Write out exactly the lines of the entries below, from the first through the line containing "let or_default = |var: &str, default: &str|", and nothing beyond them.

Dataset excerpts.

____________________

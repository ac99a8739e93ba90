use crate::app_config::{AppConfig, Environment};
use crate::ConfigError;

/// Load application configuration from environment variables.
///
/// Calls `dotenvy::dotenv().ok()` to load `.env` files before reading env vars.
///
/// # Errors
///
/// Returns `ConfigError` if required env vars are missing or values are invalid.
pub fn load_app_config() -> Result<AppConfig, ConfigError> {
    dotenvy::dotenv().ok();
    load_app_config_from_env()
}

/// Load application configuration from environment variables already in the process.
///
/// Does not read `.env` files.
///
/// # Errors
///
/// Returns `ConfigError` if required env vars are missing or values are invalid.
pub fn load_app_config_from_env() -> Result<AppConfig, ConfigError> {
    build_app_config(|key| std::env::var(key))
}

fn build_app_config<F>(lookup: F) -> Result<AppConfig, ConfigError>
where
    F: Fn(&str) -> Result<String, std::env::VarError>,
{
    use std::net::SocketAddr;
    use std::path::PathBuf;

    let or_default = |var: &str, default: &str| -> String {
        lookup(var).unwrap_or_else(|_| default.to_string())
    };

    let invalid = |var: &str, reason: String| ConfigError::InvalidEnvVar {
        var: var.to_string(),
        reason,
    };

    let parse_u32 = |var: &str, default: &str| -> Result<u32, ConfigError> {
        or_default(var, default)
            .parse::<u32>()
            .map_err(|e| invalid(var, e.to_string()))
    };

    let parse_u64 = |var: &str, default: &str| -> Result<u64, ConfigError> {
        or_default(var, default)
            .parse::<u64>()
            .map_err(|e| invalid(var, e.to_string()))
    };

    let env = parse_environment(&or_default("CAMPUSNAV_ENV", "development"))?;

    let bind_addr = or_default("CAMPUSNAV_BIND_ADDR", "0.0.0.0:3000")
        .parse::<SocketAddr>()
        .map_err(|e| invalid("CAMPUSNAV_BIND_ADDR", e.to_string()))?;
    let log_level = or_default("CAMPUSNAV_LOG_LEVEL", "info");
    let config_path = PathBuf::from(or_default(
        "CAMPUSNAV_CONFIG_PATH",
        "./config/configuration.xml",
    ));
    let locations_path = PathBuf::from(or_default(
        "CAMPUSNAV_LOCATIONS_PATH",
        "./config/locations.xml",
    ));

    let directions_base_url = or_default(
        "CAMPUSNAV_DIRECTIONS_BASE_URL",
        "https://maps.googleapis.com/maps/api/directions/",
    );
    if !(directions_base_url.starts_with("http://") || directions_base_url.starts_with("https://"))
    {
        return Err(invalid(
            "CAMPUSNAV_DIRECTIONS_BASE_URL",
            "must be an http or https URL".to_string(),
        ));
    }

    let maps_api_key = lookup("CAMPUSNAV_MAPS_API_KEY")
        .ok()
        .filter(|key| !key.trim().is_empty());
    if env == Environment::Production && maps_api_key.is_none() {
        return Err(ConfigError::MissingEnvVar(
            "CAMPUSNAV_MAPS_API_KEY".to_string(),
        ));
    }

    let directions_timeout_secs = parse_u64("CAMPUSNAV_DIRECTIONS_TIMEOUT_SECS", "30")?;
    let directions_max_retries = parse_u32("CAMPUSNAV_DIRECTIONS_MAX_RETRIES", "0")?;
    let directions_backoff_base_ms = parse_u64("CAMPUSNAV_DIRECTIONS_BACKOFF_BASE_MS", "500")?;

    let rate_limit_per_minute = parse_u32("CAMPUSNAV_RATE_LIMIT_PER_MINUTE", "120")?;
    if rate_limit_per_minute == 0 {
        return Err(invalid(
            "CAMPUSNAV_RATE_LIMIT_PER_MINUTE",
            "must be greater than zero".to_string(),
        ));
    }

    Ok(AppConfig {
        env,
        bind_addr,
        log_level,
        config_path,
        locations_path,
        directions_base_url,
        maps_api_key,
        directions_timeout_secs,
        directions_max_retries,
        directions_backoff_base_ms,
        rate_limit_per_minute,
    })
}

fn parse_environment(s: &str) -> Result<Environment, ConfigError> {
    match s {
        "development" => Ok(Environment::Development),
        "test" => Ok(Environment::Test),
        "production" => Ok(Environment::Production),
        other => Err(ConfigError::InvalidEnvVar {
            var: "CAMPUSNAV_ENV".to_string(),
            reason: format!("expected development, test, or production; got '{other}'"),
        }),
    }
}

#[cfg(test)]
#[path = "config_test.rs"]
mod tests;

____________________

Exercise answer.
repository ac99a8739e93ba90
use crate::app_config::{AppConfig, Environment};
use crate::ConfigError;

/// Load application configuration from environment variables.
///
/// Calls `dotenvy::dotenv().ok()` to load `.env` files before reading env vars.
///
/// # Errors
///
/// Returns `ConfigError` if required env vars are missing or values are invalid.
pub fn load_app_config() -> Result<AppConfig, ConfigError> {
    dotenvy::dotenv().ok();
    load_app_config_from_env()
}

/// Load application configuration from environment variables already in the process.
///
/// Does not read `.env` files.
///
/// # Errors
///
/// Returns `ConfigError` if required env vars are missing or values are invalid.
pub fn load_app_config_from_env() -> Result<AppConfig, ConfigError> {
    build_app_config(|key| std::env::var(key))
}

fn build_app_config<F>(lookup: F) -> Result<AppConfig, ConfigError>
where
    F: Fn(&str) -> Result<String, std::env::VarError>,
{
    use std::net::SocketAddr;
    use std::path::PathBuf;

    let or_default = |var: &str, default: &str| -> String {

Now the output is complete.